Suffrage & ERA Attacks

Anti-suffrage propaganda warned of the dangers -- tampering with men and women's 'natural' gender roles would lead to the breakdown of society. Here are some selected images...

In What, Dinner Not Ready Yet! What Have You Been Doing? the poor husband is left with screaming babies, burning dinner, cats in the milk jug, and utter chaos. He is additionally feminized with his attire, including a frilly apron. The wife returns home to find him inept, apparently denigrates him, and is literally shown wearing the pants.

(Very popular imagery for the anti-suffragists.)


Here's a lovely bit to send to your Valentine -- you know how I love these -- a postcard just making me feel worn all over:
If you will only marry me you can have all woman's rights
Such as staying up on evenings when I'm out late at nights
And should such things not satisfy the longings of your soul
You can wash up all the dishes and carry all the coal
As a really model husband I feel I'm bound to shine
So say that you take me to be Your Valentine


In the Suffragette "I told you so" postcard, (Copyright 1909, by Walter Wellman), a man and woman read a poser which reads:
"The Morning Suffragette Bulletin.
A New Era of Prosperity at Hand.
With the news that a suffragette has been elected as our next Presidentess, several flatiron and rolling pin factories have resumed on full time.
It is stated that 10,000,000 faltirons have been ordered by the new War Department alone."

Ah, yes, one of my favorites... Because male voters viewed their ability to pull a lever for a candidate akin to having their own levers pulled...
"Which Do You Prefer? The Home of Street Corner For Woman: Vote NO on Woman Suffrage"



Even women thought it was bad for women to vote. Every era has it's Phyllis Schlafly.

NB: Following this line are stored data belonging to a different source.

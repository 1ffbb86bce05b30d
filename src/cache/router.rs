//! Alias Router
//!
//! Turns any alias name into a bound [`CacheProxy`]; there is no registry.

use crate::cache::CacheProxy;
use crate::store::KeyValueStore;

// == Cache ==
/// Entry point for alias-namespaced cache access.
///
/// ```ignore
/// let cache = Cache::new(store);
/// cache.proxy_for("user_units:").set("630445", "hello").await?;
/// ```
#[derive(Debug, Clone)]
pub struct Cache<S> {
    store: S,
    /// TTL handed to every proxy, 0 = no expiration
    default_ttl: u64,
}

impl<S: KeyValueStore> Cache<S> {
    pub fn new(store: S) -> Self {
        Self {
            store,
            default_ttl: 0,
        }
    }

    /// Sets the TTL every resolved proxy starts with.
    pub fn with_default_ttl(mut self, ttl_secs: u64) -> Self {
        self.default_ttl = ttl_secs;
        self
    }

    /// Proxy bound to `alias`. Any string is a valid alias.
    pub fn proxy_for(&self, alias: impl Into<String>) -> CacheProxy<S> {
        CacheProxy::new(self.store.clone(), alias).with_ttl(self.default_ttl)
    }

    /// Proxy bound to `alias` and tagged with the command it is resolved for.
    pub fn action(&self, alias: impl Into<String>, action: impl Into<String>) -> CacheProxy<S> {
        self.proxy_for(alias).with_action(action)
    }

    pub fn store(&self) -> &S {
        &self.store
    }

    pub fn default_ttl(&self) -> u64 {
        self.default_ttl
    }
}

#[cfg(test)]
mod tests {
    use super::*;
    use crate::store::MemoryStore;

    #[tokio::test]
    async fn test_unregistered_alias_works() {
        let cache = Cache::new(MemoryStore::new());

        cache.proxy_for("someAlias").set("k", "v").await.unwrap();

        assert_eq!(cache.proxy_for("someAlias").get("k").await.unwrap(), "v");
    }

    #[tokio::test]
    async fn test_router_matches_explicit_proxy() {
        let store = MemoryStore::new();
        let cache = Cache::new(store.clone());

        cache.action("someAlias", "set").set("k", "v").await.unwrap();
        let explicit = CacheProxy::new(store, "someAlias").with_action("get");

        assert_eq!(explicit.get("k").await.unwrap(), "v");
    }

    #[tokio::test]
    async fn test_aliases_are_isolated() {
        let cache = Cache::new(MemoryStore::new());

        cache.proxy_for("a1:").set("k", "one").await.unwrap();
        cache.proxy_for("a2:").set("k", "two").await.unwrap();

        assert_eq!(cache.proxy_for("a1:").get("k").await.unwrap(), "one");
        assert_eq!(cache.proxy_for("a2:").get("k").await.unwrap(), "two");
    }

    #[test]
    fn test_default_ttl_propagates() {
        let cache = Cache::new(MemoryStore::new()).with_default_ttl(30);
        let proxy = cache.action("user", "get");

        assert_eq!(proxy.ttl(), 30);
        assert_eq!(proxy.action(), Some("get"));
        assert_eq!(cache.default_ttl(), 30);
    }
}
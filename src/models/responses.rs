//! Response DTOs for the HTTP front end
//!
//! Defines the structure of outgoing HTTP response bodies.

use serde::Serialize;

use crate::checkin::UserId;
use crate::codec::Decoded;

/// Response body for `GET /cache/:alias/:key`
#[derive(Debug, Clone, Serialize)]
pub struct ValueResponse {
    pub alias: String,
    pub key: String,
    /// Decoded value, empty string when the key is absent
    pub value: Decoded,
}

impl ValueResponse {
    pub fn new(alias: impl Into<String>, key: impl Into<String>, value: Decoded) -> Self {
        Self {
            alias: alias.into(),
            key: key.into(),
            value,
        }
    }
}

/// Response body for `PUT /cache/:alias/:key`
#[derive(Debug, Clone, Serialize)]
pub struct SetResponse {
    /// Success message
    pub message: String,
    pub alias: String,
    pub key: String,
}

impl SetResponse {
    pub fn new(alias: impl Into<String>, key: impl Into<String>) -> Self {
        let alias = alias.into();
        let key = key.into();
        Self {
            message: format!("Key '{}{}' set successfully", alias, key),
            alias,
            key,
        }
    }
}

/// Response body for `DELETE /cache/:alias/:key`
#[derive(Debug, Clone, Serialize)]
pub struct DeleteResponse {
    pub alias: String,
    pub key: String,
    /// False when there was nothing to delete
    pub deleted: bool,
}

impl DeleteResponse {
    pub fn new(alias: impl Into<String>, key: impl Into<String>, deleted: bool) -> Self {
        Self {
            alias: alias.into(),
            key: key.into(),
            deleted,
        }
    }
}

/// Response body for `POST /checkin/:user_id`
#[derive(Debug, Clone, Serialize)]
pub struct SignResponse {
    pub user_id: UserId,
    /// Bit value before this call
    pub previous: u8,
    /// True when this call made the first check-in of the day
    pub first_today: bool,
}

impl SignResponse {
    pub fn new(user_id: UserId, previous: u8) -> Self {
        Self {
            user_id,
            previous,
            first_today: previous == 0,
        }
    }
}

/// Response body for `GET /checkin/:user_id`
#[derive(Debug, Clone, Serialize)]
pub struct SignStatusResponse {
    pub user_id: UserId,
    pub signed: bool,
}

impl SignStatusResponse {
    pub fn new(user_id: UserId, bit: u8) -> Self {
        Self {
            user_id,
            signed: bit == 1,
        }
    }
}

/// Response body for the week and month check-in endpoints
#[derive(Debug, Clone, Serialize)]
pub struct SignRangeResponse {
    pub user_id: UserId,
    /// One bit per day, oldest first, today last
    pub days: Vec<u8>,
    /// Number of days checked in
    pub total: u32,
}

impl SignRangeResponse {
    pub fn new(user_id: UserId, days: Vec<u8>) -> Self {
        let total = days.iter().map(|&bit| u32::from(bit)).sum();
        Self {
            user_id,
            days,
            total,
        }
    }
}

/// Response body for the health endpoint (GET /health)
#[derive(Debug, Clone, Serialize)]
pub struct HealthResponse {
    /// Health status (e.g., "healthy")
    pub status: String,
    /// Current timestamp in ISO 8601 format
    pub timestamp: String,
}

impl HealthResponse {
    /// Creates a new HealthResponse with current timestamp
    pub fn healthy() -> Self {
        Self {
            status: "healthy".to_string(),
            timestamp: chrono::Utc::now().to_rfc3339(),
        }
    }
}

/// Error response body for all error conditions
#[derive(Debug, Clone, Serialize)]
pub struct ErrorResponse {
    /// Error message describing what went wrong
    pub error: String,
}

impl ErrorResponse {
    pub fn new(error: impl Into<String>) -> Self {
        Self {
            error: error.into(),
        }
    }
}

#[cfg(test)]
mod tests {
    use super::*;
    use crate::codec;

    #[test]
    fn test_value_response_embeds_decoded_json() {
        let resp = ValueResponse::new("user:", "1", codec::decode(r#"{"a":1}"#));
        let json = serde_json::to_value(&resp).unwrap();
        assert_eq!(json["value"]["a"], 1);
        assert_eq!(json["alias"], "user:");
    }

    #[test]
    fn test_value_response_raw_text() {
        let resp = ValueResponse::new("user:", "1", codec::decode("plain"));
        let json = serde_json::to_value(&resp).unwrap();
        assert_eq!(json["value"], "plain");
    }

    #[test]
    fn test_set_response_serialize() {
        let resp = SetResponse::new("user:", "my_key");
        let json = serde_json::to_string(&resp).unwrap();
        assert!(json.contains("user:my_key"));
        assert!(json.contains("successfully"));
    }

    #[test]
    fn test_sign_response_first_today() {
        assert!(SignResponse::new(UserId::new(1), 0).first_today);
        assert!(!SignResponse::new(UserId::new(1), 1).first_today);
    }

    #[test]
    fn test_sign_range_total() {
        let resp = SignRangeResponse::new(UserId::new(3), vec![1, 0, 1]);
        assert_eq!(resp.total, 2);
        let json = serde_json::to_value(&resp).unwrap();
        assert_eq!(json["user_id"], 3);
    }

    #[test]
    fn test_health_response_serialize() {
        let resp = HealthResponse::healthy();
        let json = serde_json::to_string(&resp).unwrap();
        assert!(json.contains("healthy"));
        assert!(json.contains("timestamp"));
    }

    #[test]
    fn test_error_response_serialize() {
        let resp = ErrorResponse::new("Something went wrong");
        let json = serde_json::to_string(&resp).unwrap();
        assert!(json.contains("error"));
        assert!(json.contains("Something went wrong"));
    }
}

The image above is from this blogger, who writes that "Schlafly and others were able to exploit fears about the larger meaning of women’s equality, and a lot of those fears have faded." I don't see it that way. The ERA still isn't an amendment.

In fact, those against the ERA employed the same tactics of the anti-suffrage movement -- and for the same damn, tired reasons.



As with suffrage, the Equal Rights Amendment is all tied to the scary notion that women are equals. If women are more than or at least not limited to care taking roles for those with more rights, what will happen?

I'm so glad you asked, because here's a sampling...
Well, I certainly don't want the government, let alone this administration, in charge of anyone's children... But this is ridiculous.
Women in football?! The horror! (Notice hos she doesn't get any chest protection lol)
This one is not funny at all. Using the fear of unisex bathrooms as a 'progression' to rape. (Click to enlarge the image and see that the artist included a bit of newspaper clipping to authenticate his stance.) Disgusting fear mongering.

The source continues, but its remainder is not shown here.